[Work to be completed]
Give a count of the lines below that have the string "SessionManager" in them, with no other words.

--- Materials provided ---

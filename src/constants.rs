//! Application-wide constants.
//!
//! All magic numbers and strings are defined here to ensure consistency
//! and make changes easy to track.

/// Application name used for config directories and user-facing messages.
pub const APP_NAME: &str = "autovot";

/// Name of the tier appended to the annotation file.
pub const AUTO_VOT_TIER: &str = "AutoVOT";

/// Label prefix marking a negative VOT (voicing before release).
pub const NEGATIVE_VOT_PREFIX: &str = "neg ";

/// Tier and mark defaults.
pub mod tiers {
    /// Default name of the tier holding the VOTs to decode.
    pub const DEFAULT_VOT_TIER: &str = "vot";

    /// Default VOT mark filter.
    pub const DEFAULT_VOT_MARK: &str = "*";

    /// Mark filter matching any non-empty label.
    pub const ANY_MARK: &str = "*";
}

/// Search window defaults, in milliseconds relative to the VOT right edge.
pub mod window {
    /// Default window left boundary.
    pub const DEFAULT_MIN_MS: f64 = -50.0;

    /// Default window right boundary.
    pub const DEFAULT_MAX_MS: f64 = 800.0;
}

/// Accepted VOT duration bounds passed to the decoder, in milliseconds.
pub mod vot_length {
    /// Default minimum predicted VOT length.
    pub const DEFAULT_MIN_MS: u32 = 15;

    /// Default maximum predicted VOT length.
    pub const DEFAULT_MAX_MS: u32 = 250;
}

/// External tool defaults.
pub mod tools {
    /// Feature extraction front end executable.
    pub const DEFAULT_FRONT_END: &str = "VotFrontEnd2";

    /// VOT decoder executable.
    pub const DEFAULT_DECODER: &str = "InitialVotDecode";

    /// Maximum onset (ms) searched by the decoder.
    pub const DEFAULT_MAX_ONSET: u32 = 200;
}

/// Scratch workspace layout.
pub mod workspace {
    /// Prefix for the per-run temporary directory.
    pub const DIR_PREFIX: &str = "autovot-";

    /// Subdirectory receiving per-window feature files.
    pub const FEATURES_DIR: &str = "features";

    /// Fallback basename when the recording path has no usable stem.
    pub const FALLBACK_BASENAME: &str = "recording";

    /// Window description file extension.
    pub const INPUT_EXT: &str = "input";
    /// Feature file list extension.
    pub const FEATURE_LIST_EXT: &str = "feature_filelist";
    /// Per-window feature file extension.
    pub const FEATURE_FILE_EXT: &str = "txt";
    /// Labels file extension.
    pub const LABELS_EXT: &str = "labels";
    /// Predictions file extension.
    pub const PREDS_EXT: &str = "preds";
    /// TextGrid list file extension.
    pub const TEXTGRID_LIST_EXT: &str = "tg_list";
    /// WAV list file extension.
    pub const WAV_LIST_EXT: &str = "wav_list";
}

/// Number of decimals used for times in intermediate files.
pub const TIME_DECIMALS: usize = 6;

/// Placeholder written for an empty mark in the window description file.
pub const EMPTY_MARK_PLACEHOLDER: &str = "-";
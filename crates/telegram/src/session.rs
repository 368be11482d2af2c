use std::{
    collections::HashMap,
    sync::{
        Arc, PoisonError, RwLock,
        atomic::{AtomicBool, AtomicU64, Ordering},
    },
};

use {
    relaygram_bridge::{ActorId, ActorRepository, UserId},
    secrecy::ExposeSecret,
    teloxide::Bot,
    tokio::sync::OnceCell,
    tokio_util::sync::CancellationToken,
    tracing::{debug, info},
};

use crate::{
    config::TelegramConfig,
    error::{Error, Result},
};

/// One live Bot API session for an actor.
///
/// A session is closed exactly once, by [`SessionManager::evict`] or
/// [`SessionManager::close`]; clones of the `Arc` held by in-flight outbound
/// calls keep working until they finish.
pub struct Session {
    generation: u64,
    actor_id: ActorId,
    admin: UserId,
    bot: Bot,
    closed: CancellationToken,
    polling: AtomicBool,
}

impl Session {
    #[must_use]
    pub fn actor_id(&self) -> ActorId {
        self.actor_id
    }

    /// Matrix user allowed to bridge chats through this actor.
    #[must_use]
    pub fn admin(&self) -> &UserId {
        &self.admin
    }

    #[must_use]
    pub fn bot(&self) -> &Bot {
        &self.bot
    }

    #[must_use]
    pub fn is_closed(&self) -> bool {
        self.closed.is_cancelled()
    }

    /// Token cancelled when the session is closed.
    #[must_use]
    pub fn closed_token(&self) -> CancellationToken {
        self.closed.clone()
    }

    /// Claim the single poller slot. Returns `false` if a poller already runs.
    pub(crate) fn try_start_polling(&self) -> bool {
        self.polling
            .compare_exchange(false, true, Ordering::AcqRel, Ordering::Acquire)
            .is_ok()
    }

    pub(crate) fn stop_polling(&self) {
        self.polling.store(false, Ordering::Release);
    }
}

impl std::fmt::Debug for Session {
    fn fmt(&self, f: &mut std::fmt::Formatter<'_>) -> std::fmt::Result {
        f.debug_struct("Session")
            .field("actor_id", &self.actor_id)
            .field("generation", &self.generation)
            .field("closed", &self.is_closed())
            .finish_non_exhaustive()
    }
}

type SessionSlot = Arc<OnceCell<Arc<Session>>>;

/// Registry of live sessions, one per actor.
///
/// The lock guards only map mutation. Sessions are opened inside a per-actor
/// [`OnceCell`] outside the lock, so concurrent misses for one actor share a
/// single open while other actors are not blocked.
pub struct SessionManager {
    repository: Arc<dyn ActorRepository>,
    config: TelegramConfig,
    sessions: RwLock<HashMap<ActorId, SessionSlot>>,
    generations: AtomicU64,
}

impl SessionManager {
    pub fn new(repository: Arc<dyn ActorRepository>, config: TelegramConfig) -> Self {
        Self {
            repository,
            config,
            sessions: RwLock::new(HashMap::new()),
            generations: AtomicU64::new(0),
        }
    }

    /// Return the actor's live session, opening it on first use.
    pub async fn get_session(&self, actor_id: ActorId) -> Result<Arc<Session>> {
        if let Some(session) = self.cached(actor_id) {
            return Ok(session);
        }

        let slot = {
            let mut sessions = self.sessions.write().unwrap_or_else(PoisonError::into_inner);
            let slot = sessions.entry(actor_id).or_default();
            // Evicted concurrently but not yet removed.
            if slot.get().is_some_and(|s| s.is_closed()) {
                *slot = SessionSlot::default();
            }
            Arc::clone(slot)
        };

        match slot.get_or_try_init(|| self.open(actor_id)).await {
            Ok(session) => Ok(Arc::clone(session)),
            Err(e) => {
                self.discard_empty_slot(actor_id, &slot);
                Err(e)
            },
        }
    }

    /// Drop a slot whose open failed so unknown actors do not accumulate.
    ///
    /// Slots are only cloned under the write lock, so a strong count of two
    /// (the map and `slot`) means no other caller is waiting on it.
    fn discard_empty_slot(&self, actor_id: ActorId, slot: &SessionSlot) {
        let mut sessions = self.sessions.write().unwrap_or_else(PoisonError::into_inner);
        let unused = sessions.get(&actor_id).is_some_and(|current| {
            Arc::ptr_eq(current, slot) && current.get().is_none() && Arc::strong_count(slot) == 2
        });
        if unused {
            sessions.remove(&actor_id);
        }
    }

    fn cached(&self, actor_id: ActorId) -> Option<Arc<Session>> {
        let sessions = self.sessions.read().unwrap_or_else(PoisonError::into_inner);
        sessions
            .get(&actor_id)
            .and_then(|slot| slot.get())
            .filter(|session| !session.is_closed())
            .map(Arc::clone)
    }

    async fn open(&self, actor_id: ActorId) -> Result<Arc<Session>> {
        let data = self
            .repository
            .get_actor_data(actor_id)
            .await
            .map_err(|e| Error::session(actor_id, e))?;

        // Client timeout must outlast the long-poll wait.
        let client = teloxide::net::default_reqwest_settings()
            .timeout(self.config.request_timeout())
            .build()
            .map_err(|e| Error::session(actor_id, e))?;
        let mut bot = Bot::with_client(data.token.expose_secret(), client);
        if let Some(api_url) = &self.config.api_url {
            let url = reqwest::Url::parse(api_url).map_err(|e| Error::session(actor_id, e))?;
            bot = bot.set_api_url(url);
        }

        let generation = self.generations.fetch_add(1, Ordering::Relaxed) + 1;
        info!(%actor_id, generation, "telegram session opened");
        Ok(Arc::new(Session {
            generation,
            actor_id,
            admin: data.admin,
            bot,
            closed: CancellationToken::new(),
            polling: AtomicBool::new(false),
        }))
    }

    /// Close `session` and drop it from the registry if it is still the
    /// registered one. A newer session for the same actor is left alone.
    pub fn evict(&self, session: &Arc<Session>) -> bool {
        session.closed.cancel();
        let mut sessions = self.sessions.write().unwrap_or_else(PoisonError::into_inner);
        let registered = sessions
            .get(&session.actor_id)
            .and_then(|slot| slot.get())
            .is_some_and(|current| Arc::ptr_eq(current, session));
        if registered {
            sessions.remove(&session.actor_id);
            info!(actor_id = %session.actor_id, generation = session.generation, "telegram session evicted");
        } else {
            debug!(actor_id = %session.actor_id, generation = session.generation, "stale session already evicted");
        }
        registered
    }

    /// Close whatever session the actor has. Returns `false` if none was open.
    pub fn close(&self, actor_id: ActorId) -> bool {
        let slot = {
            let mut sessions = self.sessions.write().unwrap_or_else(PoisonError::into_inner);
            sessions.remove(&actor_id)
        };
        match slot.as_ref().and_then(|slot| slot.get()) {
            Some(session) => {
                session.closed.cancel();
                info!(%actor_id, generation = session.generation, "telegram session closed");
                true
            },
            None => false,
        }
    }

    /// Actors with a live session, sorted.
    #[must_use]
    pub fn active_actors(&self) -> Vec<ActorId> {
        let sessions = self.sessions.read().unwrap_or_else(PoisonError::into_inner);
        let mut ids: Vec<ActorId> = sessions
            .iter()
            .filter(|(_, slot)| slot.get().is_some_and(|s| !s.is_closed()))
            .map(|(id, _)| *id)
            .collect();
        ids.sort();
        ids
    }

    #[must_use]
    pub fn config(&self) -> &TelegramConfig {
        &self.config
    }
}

---
--- Materials provided ---

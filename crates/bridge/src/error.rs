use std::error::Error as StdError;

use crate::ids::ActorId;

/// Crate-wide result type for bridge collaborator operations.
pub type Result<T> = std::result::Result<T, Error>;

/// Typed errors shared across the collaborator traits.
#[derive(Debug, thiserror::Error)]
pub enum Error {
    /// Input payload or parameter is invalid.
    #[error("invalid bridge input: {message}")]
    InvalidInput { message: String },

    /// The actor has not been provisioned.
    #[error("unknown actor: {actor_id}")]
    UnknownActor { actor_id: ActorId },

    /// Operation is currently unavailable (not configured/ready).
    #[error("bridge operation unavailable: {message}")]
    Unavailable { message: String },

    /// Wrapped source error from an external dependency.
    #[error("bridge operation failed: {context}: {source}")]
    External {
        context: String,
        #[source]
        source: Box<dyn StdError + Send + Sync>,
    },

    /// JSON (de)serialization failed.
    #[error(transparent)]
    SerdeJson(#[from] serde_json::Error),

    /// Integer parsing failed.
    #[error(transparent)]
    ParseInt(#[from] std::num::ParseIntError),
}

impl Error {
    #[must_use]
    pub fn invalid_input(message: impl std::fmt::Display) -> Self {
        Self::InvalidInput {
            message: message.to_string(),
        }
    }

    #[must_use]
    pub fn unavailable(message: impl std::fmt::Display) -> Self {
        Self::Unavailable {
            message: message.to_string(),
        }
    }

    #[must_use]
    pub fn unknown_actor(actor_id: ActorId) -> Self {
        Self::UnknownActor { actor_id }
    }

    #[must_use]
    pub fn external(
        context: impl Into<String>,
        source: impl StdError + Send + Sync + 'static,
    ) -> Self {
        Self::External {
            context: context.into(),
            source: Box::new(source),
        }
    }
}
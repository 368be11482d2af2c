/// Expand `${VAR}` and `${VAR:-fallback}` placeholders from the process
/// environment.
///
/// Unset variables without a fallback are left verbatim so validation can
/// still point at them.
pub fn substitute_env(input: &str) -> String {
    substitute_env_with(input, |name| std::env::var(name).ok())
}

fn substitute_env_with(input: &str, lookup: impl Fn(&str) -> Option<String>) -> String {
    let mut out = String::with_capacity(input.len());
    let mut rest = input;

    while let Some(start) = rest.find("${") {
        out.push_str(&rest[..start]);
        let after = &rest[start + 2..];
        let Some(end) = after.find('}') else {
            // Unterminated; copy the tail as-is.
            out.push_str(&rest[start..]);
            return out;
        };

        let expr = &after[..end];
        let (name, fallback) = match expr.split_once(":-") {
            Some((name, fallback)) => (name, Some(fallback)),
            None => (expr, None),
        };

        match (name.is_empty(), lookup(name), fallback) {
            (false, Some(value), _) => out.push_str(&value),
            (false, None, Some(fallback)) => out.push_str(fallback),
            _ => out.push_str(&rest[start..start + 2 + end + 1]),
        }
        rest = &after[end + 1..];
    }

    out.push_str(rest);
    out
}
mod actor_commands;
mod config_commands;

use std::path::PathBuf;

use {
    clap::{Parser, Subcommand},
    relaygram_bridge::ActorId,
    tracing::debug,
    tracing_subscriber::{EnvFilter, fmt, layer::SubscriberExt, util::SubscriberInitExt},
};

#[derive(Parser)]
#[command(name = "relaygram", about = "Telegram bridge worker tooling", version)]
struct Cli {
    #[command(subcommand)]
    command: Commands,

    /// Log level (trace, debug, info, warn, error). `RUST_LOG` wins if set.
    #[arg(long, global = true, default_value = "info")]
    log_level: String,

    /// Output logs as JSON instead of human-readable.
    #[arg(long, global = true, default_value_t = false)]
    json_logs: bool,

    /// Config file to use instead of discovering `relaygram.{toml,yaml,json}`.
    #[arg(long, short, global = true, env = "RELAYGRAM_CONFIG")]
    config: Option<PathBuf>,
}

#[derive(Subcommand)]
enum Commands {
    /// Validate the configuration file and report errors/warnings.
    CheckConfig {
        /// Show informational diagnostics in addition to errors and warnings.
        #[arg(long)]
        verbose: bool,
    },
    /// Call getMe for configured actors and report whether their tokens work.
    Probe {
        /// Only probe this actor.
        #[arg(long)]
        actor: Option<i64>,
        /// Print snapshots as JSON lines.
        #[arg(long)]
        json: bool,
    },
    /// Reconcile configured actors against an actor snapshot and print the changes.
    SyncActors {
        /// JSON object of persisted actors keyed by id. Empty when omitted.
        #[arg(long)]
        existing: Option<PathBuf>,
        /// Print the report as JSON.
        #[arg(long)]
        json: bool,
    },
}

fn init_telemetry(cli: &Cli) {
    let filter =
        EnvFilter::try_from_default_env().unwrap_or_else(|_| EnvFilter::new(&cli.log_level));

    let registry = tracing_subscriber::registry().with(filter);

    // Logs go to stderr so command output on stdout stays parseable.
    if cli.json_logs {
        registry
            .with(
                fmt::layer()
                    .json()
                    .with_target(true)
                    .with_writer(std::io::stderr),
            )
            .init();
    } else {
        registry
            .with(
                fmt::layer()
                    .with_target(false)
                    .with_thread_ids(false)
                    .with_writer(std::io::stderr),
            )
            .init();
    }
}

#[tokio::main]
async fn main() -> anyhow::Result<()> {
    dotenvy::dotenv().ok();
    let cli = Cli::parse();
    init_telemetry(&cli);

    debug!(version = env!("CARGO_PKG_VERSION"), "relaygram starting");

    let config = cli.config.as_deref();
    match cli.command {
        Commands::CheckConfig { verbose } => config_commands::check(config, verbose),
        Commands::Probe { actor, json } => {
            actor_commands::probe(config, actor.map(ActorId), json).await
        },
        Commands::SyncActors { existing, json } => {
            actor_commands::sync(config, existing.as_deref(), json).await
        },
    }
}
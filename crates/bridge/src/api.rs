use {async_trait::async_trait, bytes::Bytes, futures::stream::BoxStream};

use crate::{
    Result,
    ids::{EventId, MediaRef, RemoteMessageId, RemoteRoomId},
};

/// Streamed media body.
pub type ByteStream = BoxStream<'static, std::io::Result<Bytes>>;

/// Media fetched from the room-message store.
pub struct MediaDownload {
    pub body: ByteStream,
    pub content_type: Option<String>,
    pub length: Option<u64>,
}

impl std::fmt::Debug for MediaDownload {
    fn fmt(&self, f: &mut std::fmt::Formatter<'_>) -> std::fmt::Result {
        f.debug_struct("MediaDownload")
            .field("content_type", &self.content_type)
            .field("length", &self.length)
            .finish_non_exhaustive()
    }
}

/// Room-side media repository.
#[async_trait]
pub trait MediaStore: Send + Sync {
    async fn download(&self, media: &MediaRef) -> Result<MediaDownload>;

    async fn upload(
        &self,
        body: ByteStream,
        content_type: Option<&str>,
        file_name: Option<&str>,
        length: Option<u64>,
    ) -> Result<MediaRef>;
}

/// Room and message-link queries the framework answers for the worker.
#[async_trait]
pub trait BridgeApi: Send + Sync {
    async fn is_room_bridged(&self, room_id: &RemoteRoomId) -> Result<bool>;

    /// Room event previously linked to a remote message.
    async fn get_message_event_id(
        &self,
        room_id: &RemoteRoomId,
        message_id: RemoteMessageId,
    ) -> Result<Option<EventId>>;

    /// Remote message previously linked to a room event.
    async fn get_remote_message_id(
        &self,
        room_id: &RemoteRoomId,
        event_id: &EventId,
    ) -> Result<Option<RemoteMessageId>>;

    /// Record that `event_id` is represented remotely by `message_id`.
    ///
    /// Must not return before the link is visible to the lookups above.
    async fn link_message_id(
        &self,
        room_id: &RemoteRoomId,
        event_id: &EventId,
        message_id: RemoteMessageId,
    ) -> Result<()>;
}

---

[Solved exercise]
4